Shen et al. have recently proposed a coherent approach [Fig. 4(d)] using a Mach-Zehnder Interferometer (MZI)-based optical interference unit (OIU) for matrix multiplication combined with software-implemented saturable absorbers to form two-layer feedforward neural networks on silicon on insulator (SOI).40 Though this is a promising approach and also extendable to quantum application, the presence of multiple MZI stages for implementing a single weight increases phase noise accumulation, reducing extinction ratio and preventing scalability. Also, the weight is set via a thermo-optical mechanism, which increases power consumption. An optical neural network accelerator, based on time-multiplexing and coherent (homodyne) detection, has been proposed,53 which promises to be scalable to large networks without any error propagation issue [Fig. 4(f)]. Many-mode ONN operation has been demonstrated in a free space system using spatial light modulators,54 but a faster operation is anticipated by employing silicon photonic integrated chips. With the addition of the wavelength domain, the micro-ring-resonator (MRR)-based weighting bank facilitates scalability with easy implementation of neurons and interconnections,55 based on wavelength division multiplexing (WDM) optical power addition [Fig. 4(b)], showing a computational speed of subTera MACs/s, a computing density of few TMACs/s/mm2, and an energy efficiency of already 0.52 pJ/MAC, similarly to the top electronic AI chip.26 While this weighting scheme has been demonstrated to achieve up to 6 bit precision,55 this is obtained at the cost of complicated calibration schemes. In all these cases, while the routing happens via the SOI low-loss waveguides, the nonlinear functions are realized via software, off-chip, or via the use of a photodiode (PD) balanced scheme. However, an all-optical (AO) implementation of the neural network calls for complete removal of E/O conversions.

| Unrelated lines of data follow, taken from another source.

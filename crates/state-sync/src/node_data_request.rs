//! Requests for individual world-state nodes.
//!
//! A [`NodeDataRequest`] names one trie node or code blob by hash. Once a peer
//! (or local storage) supplies the bytes, the request can be persisted and
//! asked for the further requests its node implies.

use bytes::Bytes;
use protocore_storage::{TrieNode, TrieReference, WorldStateStorage, WorldStateUpdater};
use protocore_types::{StateTrieAccountValue, H256, HASH_SIZE};
use std::fmt;

use crate::NodeDataError;

/// Length of a serialized request: one kind byte and the hash.
pub const SERIALIZED_REQUEST_LEN: usize = 1 + HASH_SIZE;

/// Which keyspace a requested node belongs to
#[derive(Debug, Clone, Copy, PartialEq, Eq, Hash)]
#[repr(u8)]
pub enum RequestKind {
    /// Node of the account (state) trie
    AccountTrieNode = 0,
    /// Node of some account's storage trie
    StorageTrieNode = 1,
    /// Contract code
    Code = 2,
}

impl RequestKind {
    /// Kind for a serialized tag byte
    pub fn from_byte(byte: u8) -> Option<Self> {
        match byte {
            0 => Some(Self::AccountTrieNode),
            1 => Some(Self::StorageTrieNode),
            2 => Some(Self::Code),
            _ => None,
        }
    }
}

impl fmt::Display for RequestKind {
    fn fmt(&self, f: &mut fmt::Formatter<'_>) -> fmt::Result {
        match self {
            Self::AccountTrieNode => write!(f, "account trie node"),
            Self::StorageTrieNode => write!(f, "storage trie node"),
            Self::Code => write!(f, "code"),
        }
    }
}

/// One node to fetch, and its bytes once they arrive.
#[derive(Debug, Clone, PartialEq, Eq)]
pub struct NodeDataRequest {
    kind: RequestKind,
    hash: H256,
    data: Option<Bytes>,
}

impl NodeDataRequest {
    /// Create a request with no data
    pub fn new(kind: RequestKind, hash: H256) -> Self {
        Self {
            kind,
            hash,
            data: None,
        }
    }

    /// Request an account-trie node
    pub fn account_trie_node(hash: H256) -> Self {
        Self::new(RequestKind::AccountTrieNode, hash)
    }

    /// Request a storage-trie node
    pub fn storage_trie_node(hash: H256) -> Self {
        Self::new(RequestKind::StorageTrieNode, hash)
    }

    /// Request contract code
    pub fn code(hash: H256) -> Self {
        Self::new(RequestKind::Code, hash)
    }

    /// Hash of the requested node
    pub fn hash(&self) -> H256 {
        self.hash
    }

    /// Keyspace of the requested node
    pub fn kind(&self) -> RequestKind {
        self.kind
    }

    /// The node's bytes, if they have arrived
    pub fn data(&self) -> Option<&Bytes> {
        self.data.as_ref()
    }

    /// Whether data is attached
    pub fn has_data(&self) -> bool {
        self.data.is_some()
    }

    /// Attach the node's bytes. Bytes that do not hash to the requested hash
    /// are rejected and the request is left unchanged.
    pub fn set_data(&mut self, data: Bytes) -> Result<(), NodeDataError> {
        let actual = H256::keccak256(&data);
        if actual != self.hash {
            return Err(NodeDataError::HashMismatch {
                expected: self.hash,
                actual,
            });
        }
        self.data = Some(data);
        Ok(())
    }

    /// Copy of this request without its data
    pub fn without_data(&self) -> Self {
        Self::new(self.kind, self.hash)
    }

    /// Requests for everything the attached node references.
    ///
    /// Hash-referenced children keep the kind of this request and come in
    /// breadth-first order. An account leaf adds its code request and then its
    /// storage-root request, skipping the empty code hash and empty trie root.
    pub fn child_requests(&self) -> Result<Vec<NodeDataRequest>, NodeDataError> {
        let data = self.data.as_ref().ok_or(NodeDataError::MissingData(self.hash))?;

        if self.kind == RequestKind::Code {
            return Ok(Vec::new());
        }

        let node = TrieNode::decode(data).map_err(|e| self.decode_error(e))?;
        let mut children = Vec::new();
        for reference in node.references() {
            match reference {
                TrieReference::Node(hash) => children.push(Self::new(self.kind, hash)),
                TrieReference::Value(value) => {
                    if self.kind == RequestKind::AccountTrieNode {
                        let account = StateTrieAccountValue::from_rlp(&value)
                            .map_err(|e| self.decode_error(e))?;
                        if account.has_code() {
                            children.push(Self::code(account.code_hash));
                        }
                        if account.has_storage() {
                            children.push(Self::storage_trie_node(account.storage_root));
                        }
                    }
                }
            }
        }

        Ok(children)
    }

    /// The node's bytes if local storage already holds them
    pub fn existing_data<S>(&self, storage: &S) -> Result<Option<Bytes>, NodeDataError>
    where
        S: WorldStateStorage + ?Sized,
    {
        let data = match self.kind {
            RequestKind::AccountTrieNode => storage.get_account_state_trie_node(&self.hash)?,
            RequestKind::StorageTrieNode => storage.get_account_storage_trie_node(&self.hash)?,
            RequestKind::Code => storage.get_code(&self.hash)?,
        };
        Ok(data)
    }

    /// Stage the attached bytes in the keyspace for this request's kind
    pub fn persist<U>(&self, updater: &mut U) -> Result<(), NodeDataError>
    where
        U: WorldStateUpdater + ?Sized,
    {
        let data = self.data.clone().ok_or(NodeDataError::MissingData(self.hash))?;
        match self.kind {
            RequestKind::AccountTrieNode => updater.put_account_state_trie_node(self.hash, data),
            RequestKind::StorageTrieNode => {
                updater.put_account_storage_trie_node(self.hash, data)
            }
            RequestKind::Code => updater.put_code(self.hash, data),
        }
        Ok(())
    }

    /// Compact encoding of the request: kind byte followed by the hash.
    /// Data is not included.
    pub fn serialize(&self) -> Vec<u8> {
        let mut out = Vec::with_capacity(SERIALIZED_REQUEST_LEN);
        out.push(self.kind as u8);
        out.extend_from_slice(self.hash.as_bytes());
        out
    }

    /// Decode a request written by [`serialize`](Self::serialize)
    pub fn deserialize(bytes: &[u8]) -> Result<Self, NodeDataError> {
        if bytes.len() != SERIALIZED_REQUEST_LEN {
            return Err(NodeDataError::InvalidEncoding(format!(
                "expected {} bytes, got {}",
                SERIALIZED_REQUEST_LEN,
                bytes.len()
            )));
        }
        let kind = RequestKind::from_byte(bytes[0]).ok_or_else(|| {
            NodeDataError::InvalidEncoding(format!("unknown request kind {}", bytes[0]))
        })?;
        let hash = H256::from_slice(&bytes[1..])
            .map_err(|e| NodeDataError::InvalidEncoding(e.to_string()))?;
        Ok(Self::new(kind, hash))
    }

    fn decode_error(&self, err: impl fmt::Display) -> NodeDataError {
        NodeDataError::Decode {
            hash: self.hash,
            reason: err.to_string(),
        }
    }
}

impl fmt::Display for NodeDataRequest {
    fn fmt(&self, f: &mut fmt::Formatter<'_>) -> fmt::Result {
        write!(f, "{} {}", self.kind, self.hash)
    }
}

With respect to the previous implementations on silicon platforms, other two relevant examples emerge, where the indium phosphide (InP) material platform is considered an alternative, as this allows the co-integration of active and passive components without a loss in performance and opens to scalability. Based on the in-phase and quadrature (IQ) modulator scheme, a coherent optical linear unit is demonstrated [Fig. 4(e)] for a computational speed of 0.32 Tera MACs/s and an energy efficiency of 1.5 pJ/MAC.56 This architecture is exploited for MNIST digit recognition obtaining an average accuracy as high as 97.24%, when combined with the empirical transfer function of the MZI-semiconductor optical amplifier (SOA) optical nonlinear function scheme.57 In addition, an InP integrated optical cross-connect is exploited for demonstrating an all-optical neuron and two-layer neural network by using SOAs as single stage weight elements as well as SOA-based wavelength converters58–60 as shown in Fig. 4(a), while trading dynamic range (up to 9 bit resolution) and scalability for energy efficiency (∼tens of pJ/MAC).

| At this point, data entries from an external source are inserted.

//! Merkle Patricia Trie node decoding
//!
//! Trie nodes arrive from peers as their canonical RLP encoding. This module
//! decodes them into [`TrieNode`] values and walks each node to find what it
//! references: child nodes stored under their own hash, and the values held at
//! leaves (which, for the account trie, point at storage tries and code).
//!
//! Encoding rules:
//! - a branch is a 17-item list: 16 child references and an optional value
//! - leaves and extensions are 2-item lists whose first item is a hex-prefix
//!   (compact) encoded path; the prefix flag tells them apart
//! - a child whose encoding is shorter than 32 bytes is embedded inline,
//!   otherwise it is referenced by the Keccak256 hash of its encoding

use bytes::Bytes;
use protocore_types::{H256, HASH_SIZE};
use rlp::{DecoderError, Prototype, Rlp, RlpStream};
use std::collections::VecDeque;

use crate::{Result, StorageError};

/// Nibble representation for trie paths
#[derive(Debug, Clone, PartialEq, Eq, Default)]
pub struct Nibbles(Vec<u8>);

impl Nibbles {
    /// Create nibbles from bytes, high nibble first
    pub fn from_bytes(bytes: &[u8]) -> Self {
        Nibbles(bytes.iter().flat_map(|b| [b >> 4, b & 0x0f]).collect())
    }

    /// Create nibbles from individual nibble values (only the low 4 bits are kept)
    pub fn from_nibbles(nibbles: &[u8]) -> Self {
        Nibbles(nibbles.iter().map(|n| n & 0x0f).collect())
    }

    /// Number of nibbles
    pub fn len(&self) -> usize {
        self.0.len()
    }

    /// Check if empty
    pub fn is_empty(&self) -> bool {
        self.0.is_empty()
    }

    /// The raw nibble values
    pub fn as_slice(&self) -> &[u8] {
        &self.0
    }

    /// Hex-prefix encoding.
    ///
    /// The first nibble carries the flags: bit 1 marks a leaf, bit 0 an odd
    /// path length. Even paths are padded with a zero nibble after the flag.
    pub fn encode_compact(&self, is_leaf: bool) -> Vec<u8> {
        let odd = self.0.len() % 2 == 1;
        let flag = (u8::from(is_leaf) << 1) | u8::from(odd);

        let mut result = Vec::with_capacity(self.0.len() / 2 + 1);
        let rest = if odd {
            result.push((flag << 4) | self.0[0]);
            &self.0[1..]
        } else {
            result.push(flag << 4);
            &self.0[..]
        };
        result.extend(rest.chunks(2).map(|pair| (pair[0] << 4) | pair[1]));
        result
    }

    /// Decode a hex-prefix encoded path, returning the nibbles and the leaf flag
    pub fn decode_compact(data: &[u8]) -> std::result::Result<(Nibbles, bool), DecoderError> {
        let Some((&first, rest)) = data.split_first() else {
            return Err(DecoderError::Custom("empty trie node path"));
        };

        let flag = first >> 4;
        if flag > 3 {
            return Err(DecoderError::Custom("invalid hex-prefix flag"));
        }
        let is_leaf = flag & 0x02 != 0;
        let odd = flag & 0x01 != 0;

        let mut nibbles = Vec::with_capacity(rest.len() * 2 + 1);
        if odd {
            nibbles.push(first & 0x0f);
        }
        for &byte in rest {
            nibbles.push(byte >> 4);
            nibbles.push(byte & 0x0f);
        }

        Ok((Nibbles(nibbles), is_leaf))
    }
}

/// Reference from a node to one of its children
#[derive(Debug, Clone, PartialEq, Eq)]
pub enum NodeRef {
    /// Child stored separately under the hash of its encoding
    Hash(H256),
    /// Child small enough to be embedded in its parent
    Inline(Box<TrieNode>),
}

impl NodeRef {
    /// Reference `node` the way its parent would encode it.
    pub fn to_node(node: TrieNode) -> Self {
        let encoded = node.encode();
        if encoded.len() < HASH_SIZE {
            NodeRef::Inline(Box::new(node))
        } else {
            NodeRef::Hash(H256::keccak256(&encoded))
        }
    }

    fn append_to(&self, s: &mut RlpStream) {
        match self {
            NodeRef::Hash(hash) => {
                s.append(hash);
            }
            NodeRef::Inline(node) => {
                s.append_raw(&node.encode(), 1);
            }
        }
    }

    fn visit(&self) -> Visit<'_> {
        match self {
            NodeRef::Hash(hash) => Visit::Hash(*hash),
            NodeRef::Inline(node) => Visit::Node(node),
        }
    }
}

/// Something a trie node points at
#[derive(Debug, Clone, PartialEq, Eq)]
pub enum TrieReference {
    /// A descendant node stored under its own hash
    Node(H256),
    /// A value held at a leaf or branch
    Value(Bytes),
}

/// Trie node types
#[derive(Debug, Clone, PartialEq, Eq)]
pub enum TrieNode {
    /// Empty node
    Empty,
    /// Leaf node with path suffix and value
    Leaf {
        /// Remaining key nibbles
        path: Nibbles,
        /// Value stored at this leaf
        value: Bytes,
    },
    /// Extension node with shared path prefix
    Extension {
        /// Shared key nibbles
        path: Nibbles,
        /// The branch the path leads to
        child: NodeRef,
    },
    /// Branch node with 16 children and optional value
    Branch {
        /// Children (16 slots for each nibble 0-f)
        children: Box<[Option<NodeRef>; 16]>,
        /// Value if a key terminates at this node
        value: Option<Bytes>,
    },
}

enum Visit<'a> {
    Node(&'a TrieNode),
    Hash(H256),
}

impl TrieNode {
    /// A branch with no children and no value
    pub fn empty_branch() -> Self {
        TrieNode::Branch {
            children: Box::new(std::array::from_fn(|_| None)),
            value: None,
        }
    }

    /// Decode a node from its RLP encoding
    pub fn decode(data: &[u8]) -> Result<Self> {
        let rlp = Rlp::new(data);
        let info = rlp.payload_info()?;
        if info.total() != data.len() {
            return Err(StorageError::Trie(format!(
                "trailing bytes after node: encoded {} of {}",
                info.total(),
                data.len()
            )));
        }
        Ok(Self::decode_rlp(&rlp)?)
    }

    fn decode_rlp(rlp: &Rlp<'_>) -> std::result::Result<Self, DecoderError> {
        match rlp.prototype()? {
            Prototype::Data(0) => Ok(TrieNode::Empty),
            Prototype::List(17) => {
                let mut children: [Option<NodeRef>; 16] = std::array::from_fn(|_| None);
                for (index, slot) in children.iter_mut().enumerate() {
                    *slot = Self::decode_ref(&rlp.at(index)?)?;
                }
                let value = rlp.at(16)?.data()?;
                Ok(TrieNode::Branch {
                    children: Box::new(children),
                    value: (!value.is_empty()).then(|| Bytes::copy_from_slice(value)),
                })
            }
            Prototype::List(2) => {
                let (path, is_leaf) = Nibbles::decode_compact(rlp.at(0)?.data()?)?;
                if is_leaf {
                    Ok(TrieNode::Leaf {
                        path,
                        value: Bytes::copy_from_slice(rlp.at(1)?.data()?),
                    })
                } else {
                    let child = Self::decode_ref(&rlp.at(1)?)?
                        .ok_or(DecoderError::Custom("extension node without child"))?;
                    Ok(TrieNode::Extension { path, child })
                }
            }
            _ => Err(DecoderError::Custom("unexpected trie node shape")),
        }
    }

    fn decode_ref(item: &Rlp<'_>) -> std::result::Result<Option<NodeRef>, DecoderError> {
        if item.is_list() {
            if item.as_raw().len() >= HASH_SIZE {
                return Err(DecoderError::Custom("inline node too large"));
            }
            return Ok(Some(NodeRef::Inline(Box::new(Self::decode_rlp(item)?))));
        }
        match item.data()?.len() {
            0 => Ok(None),
            HASH_SIZE => Ok(Some(NodeRef::Hash(item.as_val()?))),
            _ => Err(DecoderError::Custom("invalid child reference length")),
        }
    }

    /// Encode the node as RLP
    pub fn encode(&self) -> Vec<u8> {
        let mut stream = RlpStream::new();
        self.append_to(&mut stream);
        stream.out().to_vec()
    }

    fn append_to(&self, s: &mut RlpStream) {
        match self {
            TrieNode::Empty => {
                s.append_empty_data();
            }
            TrieNode::Leaf { path, value } => {
                s.begin_list(2);
                s.append(&path.encode_compact(true));
                s.append(&value.to_vec());
            }
            TrieNode::Extension { path, child } => {
                s.begin_list(2);
                s.append(&path.encode_compact(false));
                child.append_to(s);
            }
            TrieNode::Branch { children, value } => {
                s.begin_list(17);
                for child in children.iter() {
                    match child {
                        Some(child) => child.append_to(s),
                        None => {
                            s.append_empty_data();
                        }
                    }
                }
                match value {
                    Some(value) => {
                        s.append(&value.to_vec());
                    }
                    None => {
                        s.append_empty_data();
                    }
                }
            }
        }
    }

    /// Compute the hash of this node
    pub fn hash(&self) -> H256 {
        H256::keccak256(&self.encode())
    }

    /// Everything this node references, breadth first through inline children.
    ///
    /// A node's own value comes before its children; children keep slot order.
    pub fn references(&self) -> Vec<TrieReference> {
        let mut references = Vec::new();
        let mut queue = VecDeque::from([Visit::Node(self)]);

        while let Some(visit) = queue.pop_front() {
            let node = match visit {
                Visit::Hash(hash) => {
                    references.push(TrieReference::Node(hash));
                    continue;
                }
                Visit::Node(node) => node,
            };

            match node {
                TrieNode::Empty => {}
                TrieNode::Leaf { value, .. } => {
                    references.push(TrieReference::Value(value.clone()));
                }
                TrieNode::Extension { child, .. } => queue.push_back(child.visit()),
                TrieNode::Branch { children, value } => {
                    if let Some(value) = value {
                        references.push(TrieReference::Value(value.clone()));
                    }
                    queue.extend(children.iter().flatten().map(NodeRef::visit));
                }
            }
        }

        references
    }
}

We recognize that, similarly to the approach used in analog electronic AI processors, the in-memory computing approach may be the key approach for breakthrough achievements in energy efficiencies via the use of memory elements based on phase change materials (PCMs). Photonic non-volatile PCMs have lately emerged as promising materials with zero-power reconfigurability,61 synaptic programmability,62 and self-learning capabilities.52 However, these examples mostly exploit GST-based compounds that tune the transmitted light amplitude only via absorption,61 limiting their use for large scale circuitry. In fact, the optical refractive index here is tuned, which affects the optical absorption levels and therefore the transmitted light: This implies that the amount of operations we can perform in-line is eventually intrinsically limited by the available power budget. The network in Ref. 62 has been simulated using PCMs like GSST (Ge–Sb–Se–Te) on SOI for MNIST handwritten digit classification, resulting in a very high (92.3%) accuracy and ultra-low power consumption at the same time. However, the tuning mechanism (heating, in this case) needs quite some extra space, which reduces computing density (∼TMACs/s/mm2) and also increases insertion loss per memory element. Therefore, while the approach of using PCM on integrated photonics appears to be the most promising in terms of computing density and computational energy efficiency, it is still to understand how to do that in an ultra-compact and scalable way. A photonic tensor core has been recently demonstrated by using phase change memory crossbar arrays [Fig. 4(c)] and photonic chip-based optical frequency combs, where the computation is based on measuring the optical transmission of reconfigurable and non-resonant passive components.63 These results provide an impressively credible path toward full CMOS wafer-scale integration of photonic tensor cores operating at TMAC/s speeds, which does not include though the nonlinearities.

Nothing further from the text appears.